Aus den vorangehenden Informationen ist es schon offensichtlich, dass Gergő Józsa nicht zu den Ärzten gehört, die nach der Schicht die Arbeit hinter sich lassen. Für ihn bedeuten die Heilung, die Forschung und der Unterricht eine lebenslange Mission, die verständlicherweise auch eine große physische und mentale Belastung ist.

"Ich werde oft gefragt, wie ich damit umgehen kann. Ich antworte immer, dass es ohne die Unterstützung meiner Familie nicht möglich wäre. Ich bin glücklich, da meine Frau mich in allem unterstützt. Als Augenärztin ist sie genauso engagiert wie ich. Unsere beiden Söhne vertragen es auch gut, dass »Papa den ganzen Tag mit den Kindern spielt.« Es ist wichtig, dass man sich zu Hause erholen kann und am nächsten Tag mit neuer Kraft an die Arbeit gehen kann. Darüber hinaus geben uns auch die behandelten Kinder eine enorme seelische Kraft. Es ist sogar kein Dankeschön nötig, es reicht eine Zeichnung oder eine Geste. Das beste Feedback in meiner täglichen Arbeit ist das Lächeln der Kinder."

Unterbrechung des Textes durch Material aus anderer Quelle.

impl AdapterGenerator {
    #[must_use]
    pub fn new(direction: Direction, target: Target) -> AdapterGenerator {
        AdapterGenerator {
            direction,
            target,
            adapters: Mutex::new(AHashMap::default()),
        }
    }

    #[must_use]
    pub fn direction(&self) -> Direction {
        self.direction
    }

    /// Return whether `callee` needs no adaptation in this direction.
    ///
    /// Adapters, templates and native entry stubs have a single calling convention and are
    /// never adapted. A parameterless static callee needs no argument shuffling towards the
    /// baseline convention; towards the optimized convention the adapter still performs the
    /// frame pointer save and is kept.
    #[must_use]
    pub fn adaptation_elided(&self, callee: &Method) -> bool {
        if callee.single_convention() {
            return true;
        }
        self.direction == Direction::Opt2Baseline
            && callee.is_static()
            && callee
                .signature()
                .map(|signature| signature.parameters().is_empty())
                .unwrap_or(false)
    }

    /// Emit `callee`'s entry prologue into `out` and return the shared adapter for its
    /// signature, or `None` when no adaptation is needed.
    ///
    /// # Errors
    ///
    /// if the callee signature cannot be parsed or is too large to adapt
    pub fn adapt(&self, callee: &Method, out: &mut dyn OutputSink) -> Result<Option<Arc<Adapter>>> {
        if self.adaptation_elided(callee) {
            return Ok(None);
        }
        let sig = Sig::for_method(callee)?;
        let adapter = self.adapter_for(&sig)?;
        // The prologue is a call to the adapter, padded to the fixed prologue size. The call
        // displacement is linked when the method is installed next to the adapter.
        let mut prologue = Amd64Assembler::new();
        let _ = prologue.call_rel32();
        while prologue.position() < PROLOGUE_SIZE {
            prologue.nop();
        }
        let (bytes, _) = prologue.finish().finish();
        debug_assert_eq!(PROLOGUE_SIZE, bytes.len());
        out.write_bytes(&bytes);
        Ok(Some(adapter))
    }

    /// The exact byte length of the prologue emitted for `callee`, so the stack walker can
    /// detect frames stopped inside it.
    #[must_use]
    pub fn prologue_size_for_callee(&self, callee: &Method) -> usize {
        if self.adaptation_elided(callee) {
            0
        } else {
            PROLOGUE_SIZE
        }
    }

    /// If the cursor's instruction pointer lies within an adapter prologue, advance the cursor
    /// to the caller frame and return true.
    pub fn advance_if_in_prologue(&self, cursor: &mut dyn StackCursor) -> bool {
        let offset = cursor.ip().wrapping_sub(cursor.method_start());
        if offset < u64::try_from(PROLOGUE_SIZE).unwrap_or(0) {
            cursor.advance_to_caller();
            return true;
        }
        false
    }

    /// Number of adapters built so far.
    #[must_use]
    pub fn cached(&self) -> usize {
        self.adapters.lock().len()
    }

    /// Return the adapter for `sig`, building it if absent. The lock spans the build so at
    /// most one adapter is ever materialized per signature, and every caller observes the same
    /// finished adapter.
    fn adapter_for(&self, sig: &Sig) -> Result<Arc<Adapter>> {
        let mut adapters = self.adapters.lock();
        if let Some(adapter) = adapters.get(sig) {
            return Ok(Arc::clone(adapter));
        }
        let adapter = Arc::new(self.emit_adapter(sig)?);
        adapters.insert(sig.clone(), Arc::clone(&adapter));
        debug!(direction = %self.direction, sig = %sig, "built adapter");
        Ok(adapter)
    }

    fn emit_adapter(&self, sig: &Sig) -> Result<Adapter> {
        let slots = sig.slot_count();
        if slots > MAX_ARGUMENT_SLOTS {
            return Err(Error::FrameOverflow { slots });
        }
        let code = match self.direction {
            Direction::Baseline2Opt => self.emit_baseline_to_opt(sig)?,
            Direction::Opt2Baseline => self.emit_opt_to_baseline(sig)?,
        };
        let slot_size = match self.direction {
            Direction::Baseline2Opt => self.target.baseline_slot_size,
            Direction::Opt2Baseline => self.target.opt_slot_size,
        };
        let frame_size = i32::try_from(sig.slot_count()).unwrap_or(i32::MAX) * slot_size;
        Ok(Adapter {
            direction: self.direction,
            sig: sig.clone(),
            code,
            frame_size,
        })
    }

    /// A baseline caller reached an optimized callee. On entry to the adapter the stack is
    /// `[adapter return][caller return][arg slots...]`; the adapter saves the frame pointer,
    /// moves the slot arguments into the optimized argument registers (overflow into the
    /// positions the optimized entry expects), restores and returns into the method body.
    fn emit_baseline_to_opt(&self, sig: &Sig) -> Result<Vec<u8>> {
        let mut asm = Amd64Assembler::new();
        asm.push(Register::RBP);
        // arg slot i now lives at [rsp + 24 + 8 * i]
        let slot_base = 24;
        let mut cpu_index = 0;
        let mut fpu_index = 0;
        let mut overflow = 0;
        let mut slot = 0i32;
        for kind in sig.kinds() {
            let from = Mem::base(Register::RSP, slot_base + 8 * slot);
            if kind.is_float() {
                match FPU_ARGUMENT_REGISTERS.get(fpu_index) {
                    Some(register) => {
                        asm.loadf(*kind == Kind::Double, *register, &from);
                        fpu_index += 1;
                    }
                    None => {
                        asm.load64(Register::R11, &from);
                        asm.store64(&Mem::base(Register::RSP, slot_base + 8 * overflow), Register::R11);
                        overflow += 1;
                    }
                }
            } else {
                match CPU_ARGUMENT_REGISTERS.get(cpu_index) {
                    Some(register) => {
                        asm.load64(*register, &from);
                        cpu_index += 1;
                    }
                    None => {
                        asm.load64(Register::R11, &from);
                        asm.store64(&Mem::base(Register::RSP, slot_base + 8 * overflow), Register::R11);
                        overflow += 1;
                    }
                }
            }
            slot += i32::try_from(kind.slots()).expect("slot count fits in i32");
        }
        asm.pop(Register::RBP);
        asm.ret();
        let (code, _) = asm.finish().finish();
        Ok(code)
    }

    /// An optimized caller reached a baseline callee. The adapter pushes the register (and
    /// overflow stack) arguments into JVM slot layout, calls the body, then unwinds its frame
    /// and returns to the real caller. Results travel in the shared result location and are
    /// never touched.
    fn emit_opt_to_baseline(&self, sig: &Sig) -> Result<Vec<u8>> {
        // Assign locations in forward argument order first
        enum ArgLocation {
            Cpu(Register),
            Fpu(Register),
            Overflow(i32),
        }
        let mut locations = Vec::with_capacity(sig.kinds().len());
        let mut cpu_index = 0;
        let mut fpu_index = 0;
        let mut overflow = 0i32;
        for kind in sig.kinds() {
            let location = if kind.is_float() {
                match FPU_ARGUMENT_REGISTERS.get(fpu_index) {
                    Some(register) => {
                        fpu_index += 1;
                        ArgLocation::Fpu(*register)
                    }
                    None => {
                        overflow += 1;
                        ArgLocation::Overflow(overflow - 1)
                    }
                }
            } else {
                match CPU_ARGUMENT_REGISTERS.get(cpu_index) {
                    Some(register) => {
                        cpu_index += 1;
                        ArgLocation::Cpu(*register)
                    }
                    None => {
                        overflow += 1;
                        ArgLocation::Overflow(overflow - 1)
                    }
                }
            };
            locations.push(location);
        }

        let mut asm = Amd64Assembler::new();
        asm.push(Register::RBP);
        asm.mov_rr(true, Register::RBP, Register::RSP);
        // The body continuation is the adapter call's return address
        asm.load64(Register::R11, &Mem::base(Register::RBP, 8));
        // Incoming overflow arguments of the optimized caller sit above its return address
        let incoming_base = 24;
        // Push slots in reverse so slot zero ends up on top of the baseline frame
        for (kind, location) in sig.kinds().iter().zip(locations.iter()).rev() {
            if kind.slots() == 2 {
                // The upper half of a category-2 slot is dead
                asm.alu_ri(AluOp::Sub, true, Register::RSP, 8);
            }
            match location {
                ArgLocation::Cpu(register) => asm.push(*register),
                ArgLocation::Fpu(register) => {
                    asm.alu_ri(AluOp::Sub, true, Register::RSP, 8);
                    asm.storef(*kind == Kind::Double, &Mem::base(Register::RSP, 0), *register);
                }
                ArgLocation::Overflow(slot) => {
                    asm.load64(
                        Register::RAX,
                        &Mem::base(Register::RBP, incoming_base + 8 * slot),
                    );
                    asm.push(Register::RAX);
                }
            }
        }
        asm.call_reg(Register::R11);
        // Unwind the pushed slots and the saved frame pointer, then return to the caller
        asm.mov_rr(true, Register::RSP, Register::RBP);
        asm.pop(Register::RBP);
        asm.ret();
        let (code, _) = asm.finish().finish();
        Ok(code)
    }
}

Die Rekreation ist auch deswegen wichtig, da Gergő Józsa langfristige Pläne bezüglich sich selbst und der Versorgung an der Kindertraumatologie in Pécs hat.

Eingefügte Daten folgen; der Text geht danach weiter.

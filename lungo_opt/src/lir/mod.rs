//! The low-level IR: a target-abstract linear operation list over operands.

mod generator;
mod phi_resolver;
mod switch_range;

pub use generator::{LirFunction, generate_lir};
pub use phi_resolver::PhiResolver;
pub use switch_range::{SwitchRange, create_ranges};

use crate::hir::{BlockId, StateId};
use lungo_code::{
    Address, ArithOp, Barriers, Condition, Kind, LogicOp, ObjectHandle, Operand, RuntimeCall,
    ShiftOp, StubId, XirTemplate,
};
use std::sync::Arc;

/// Debug information attached to a trapping or stopping operation.
#[derive(Clone, Debug)]
pub struct LirDebugInfo {
    /// Frame state snapshot for deoptimization
    pub state: StateId,
    pub bci: u32,
    /// Handlers covering the operation, innermost first
    pub handlers: Vec<(BlockId, Option<ObjectHandle>)>,
}

/// An XIR snippet with every template variable bound to an operand.
#[derive(Clone, Debug)]
pub struct BoundXirSnippet {
    pub template: Arc<XirTemplate>,
    /// One operand per template input; destroyed inputs are already copies
    pub inputs: Vec<Operand>,
    /// One operand per template temp
    pub temps: Vec<Operand>,
    /// The result operand, `Illegal` when the template has none
    pub result: Operand,
}

/// One LIR operation.
#[derive(Clone, Debug)]
pub enum LirOp {
    /// Copy between any two locations of the same width; a raw bit copy
    Move { src: Operand, dest: Operand },
    Arith {
        op: ArithOp,
        kind: Kind,
        x: Operand,
        y: Operand,
        dest: Operand,
        info: Option<LirDebugInfo>,
    },
    Shift {
        op: ShiftOp,
        kind: Kind,
        value: Operand,
        amount: Operand,
        dest: Operand,
    },
    Logic {
        op: LogicOp,
        kind: Kind,
        x: Operand,
        y: Operand,
        dest: Operand,
    },
    Negate {
        kind: Kind,
        value: Operand,
        dest: Operand,
    },
    Convert {
        from: Kind,
        to: Kind,
        value: Operand,
        dest: Operand,
    },
    /// Three-way comparison producing -1/0/1
    CompareToInt {
        kind: Kind,
        x: Operand,
        y: Operand,
        nan_greater: bool,
        dest: Operand,
    },
    /// Compare, setting the condition flags for a following branch or conditional move
    Cmp {
        kind: Kind,
        x: Operand,
        y: Operand,
    },
    /// Conditional branch to another block; flags must be set
    Branch {
        condition: Condition,
        target: BlockId,
    },
    /// Branch to a label local to the current block's expansion
    BranchLocal {
        condition: Condition,
        label: u32,
    },
    /// Bind a local label
    LabelLocal { label: u32 },
    Jump { target: BlockId },
    /// Conditional move; flags must be set
    CondMove {
        condition: Condition,
        kind: Kind,
        true_value: Operand,
        false_value: Operand,
        dest: Operand,
    },
    Return { value: Option<Operand> },
    Load {
        address: Address,
        dest: Operand,
        info: Option<LirDebugInfo>,
    },
    Store {
        address: Address,
        value: Operand,
        info: Option<LirDebugInfo>,
    },
    /// Compare and branch to an out of line trap stub
    Trap {
        condition: Condition,
        kind: Kind,
        x: Operand,
        y: Operand,
        stub: StubId,
        info: LirDebugInfo,
    },
    /// Memory barrier; already filtered down to what the target requires
    Membar { barriers: Barriers },
    Safepoint { info: LirDebugInfo },
    DirectCall {
        method: u32,
        result: Operand,
        /// Outgoing stack slot indices holding object arguments
        pointer_slots: Vec<i32>,
        info: LirDebugInfo,
    },
    IndirectCall {
        address: Operand,
        method: u32,
        result: Operand,
        pointer_slots: Vec<i32>,
        info: LirDebugInfo,
    },
    CallRuntime {
        call: RuntimeCall,
        arguments: Vec<Operand>,
        result: Operand,
        info: Option<LirDebugInfo>,
    },
    /// Square root as a direct machine op
    Sqrt {
        double: bool,
        value: Operand,
        dest: Operand,
    },
    /// Absolute value of a float by clearing the sign bit
    FpAbs {
        double: bool,
        value: Operand,
        dest: Operand,
    },
    /// Atomic compare and swap; `expect` is constrained to the accumulator
    Cas {
        address: Address,
        expect: Operand,
        update: Operand,
        result: Operand,
        kind: Kind,
    },
    /// Expand a bound XIR template
    Xir {
        snippet: BoundXirSnippet,
        info: Option<LirDebugInfo>,
    },
    /// Materialize the OSR buffer pointer
    OsrEntry { dest: Operand },
    /// Address of a raw frame area
    StackAllocate { offset: i32, dest: Operand },
    /// Address of a monitor slot
    MonitorAddress { lock: u32, dest: Operand },
}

"Es wäre übertrieben, von einer beispielhaften Tätigkeit zu sprechen, aber ich habe immer das Beispiel von Professor András Pintér vor mir, der mit seiner Arbeit die Kinderchirurgie in Pécs auf eine neue Basis gestellt und international bekannt gemacht hat. Durch seine Schüler wird sein Vermächtnis noch lange unter uns bleiben. Dazu brauchen wir aber noch mehrere Jahrzehnte lange harte und beharrliche Arbeit, aber es ist sicherlich ein erstrebenswertes Ziel."